Chen Lin 陈林

Personal information
- Born: 7 March 1977 (age 49) Zhuzhou, Hunan, China
- Height: 1.64 m (5 ft 5 in)
- Weight: 55 kg (121 lb)
- Spouse: Chen Qiqiu ​(m. 2006)​

Sport
- Country: China
- Sport: Badminton
- Handedness: Right
- Event: Women's and Mixed doubles

Women's and Mixed doubles
- BWF profile

Medal record
Women's badminton
Representing China
World Championships
| Bronze medal – third place | 2001 Seville | Women's doubles |

= Chen Lin (badminton) =

Chinese badminton player (born 1977)

Chen Lin (陈林, born March 7, 1977) is a former female Chinese badminton player. She starts her career in badminton in her own province - Anhua County Badminton School in 1986 until made it into the first national team in 1999.

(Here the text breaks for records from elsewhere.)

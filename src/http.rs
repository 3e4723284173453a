//! Trigger surface and read-only inspection endpoints.

use crate::db;
use crate::render::Renderer;
use crate::rotate::{self, RotateError};
use crate::storage::AssetStore;
use axum::extract::State;
use axum::http::StatusCode;
use axum::routing::get;
use axum::{Json, Router};
use serde::Serialize;
use serde_json::Value;
use std::sync::Arc;
use tracing::error;

#[derive(Clone)]
pub struct AppState {
    pub pool: db::Pool,
    pub renderer: Arc<dyn Renderer>,
    pub store: Arc<dyn AssetStore>,
    pub key_prefix: String,
}

/// Uniform JSON response envelope. Callers get a single boolean outcome plus
/// best-effort diagnostic text; there is no partial-success reporting.
#[derive(Debug, Serialize)]
pub struct Envelope {
    pub success: bool,
    #[serde(skip_serializing_if = "Option::is_none")]
    pub message: Option<String>,
    #[serde(skip_serializing_if = "Option::is_none")]
    pub data: Option<Value>,
    #[serde(skip_serializing_if = "Option::is_none")]
    pub error: Option<String>,
    #[serde(skip_serializing_if = "Option::is_none")]
    pub details: Option<String>,
}

impl Envelope {
    fn ok(message: impl Into<String>, data: Option<Value>) -> Self {
        Self {
            success: true,
            message: Some(message.into()),
            data,
            error: None,
            details: None,
        }
    }

    fn err(error: impl Into<String>, details: Option<String>) -> Self {
        Self {
            success: false,
            message: None,
            data: None,
            error: Some(error.into()),
            details,
        }
    }
}

pub fn build_router(state: AppState) -> Router {
    Router::new()
        .route("/api/rotate", get(rotation_usage).post(trigger_rotation))
        .route("/api/posts/current", get(current_post))
        .route("/api/queue", get(list_queue))
        .with_state(state)
}

async fn trigger_rotation(State(state): State<AppState>) -> (StatusCode, Json<Envelope>) {
    match rotate::rotate_and_schedule(
        &state.pool,
        state.renderer.as_ref(),
        state.store.as_ref(),
        &state.key_prefix,
    )
    .await
    {
        Ok(outcome) => {
            let data = serde_json::to_value(&outcome).ok();
            (
                StatusCode::OK,
                Json(Envelope::ok("rotation complete", data)),
            )
        }
        Err(err) => {
            error!(%err, "rotation failed");
            let (status, details) = classify(&err);
            (status, Json(Envelope::err(err.to_string(), details)))
        }
    }
}

/// Precondition failures map to 4xx and are safe to retry immediately;
/// upstream and internal failures map to 5xx.
fn classify(err: &RotateError) -> (StatusCode, Option<String>) {
    match err {
        RotateError::Busy | RotateError::EmptyQueue => (StatusCode::CONFLICT, None),
        RotateError::ContentNotFound(_) => (StatusCode::NOT_FOUND, None),
        RotateError::Render(src) | RotateError::Upload(src) => {
            (StatusCode::BAD_GATEWAY, Some(format!("{:#}", src)))
        }
        RotateError::Internal(src) => {
            (StatusCode::INTERNAL_SERVER_ERROR, Some(format!("{:#}", src)))
        }
    }
}

async fn rotation_usage() -> (StatusCode, Json<Envelope>) {
    (
        StatusCode::OK,
        Json(Envelope::ok(
            "POST to this endpoint to rotate the queue and schedule the next post; \
             GET performs no action",
            None,
        )),
    )
}

async fn current_post(State(state): State<AppState>) -> (StatusCode, Json<Envelope>) {
    match db::get_scheduled_post(&state.pool).await {
        Ok(Some(post)) => {
            let data = serde_json::to_value(&post).ok();
            (StatusCode::OK, Json(Envelope::ok("current post", data)))
        }
        Ok(None) => (
            StatusCode::NOT_FOUND,
            Json(Envelope::err("no scheduled post", None)),
        ),
        Err(err) => (
            StatusCode::INTERNAL_SERVER_ERROR,
            Json(Envelope::err("database error", Some(format!("{:#}", err)))),
        ),
    }
}

async fn list_queue(State(state): State<AppState>) -> (StatusCode, Json<Envelope>) {
    match db::list_queue(&state.pool).await {
        Ok(entries) => {
            let data = serde_json::to_value(&entries).ok();
            (StatusCode::OK, Json(Envelope::ok("queue", data)))
        }
        Err(err) => (
            StatusCode::INTERNAL_SERVER_ERROR,
            Json(Envelope::err("database error", Some(format!("{:#}", err)))),
        ),
    }
}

She was a solid choice for China during late 90's and early 2000 in women's doubles with Jiang Xuelian, winning several high-profile tournaments such as Denmark Open, Hong Kong Open and German Open. She won the bronze medal at the 2001 Badminton World Championships in the women's doubles together with Jiang. Besides women's doubles, Chen Lin is also an established mixed doubles player, winning Dutch Open twice with Chen Qiqiu and also China Open with Liu Yong.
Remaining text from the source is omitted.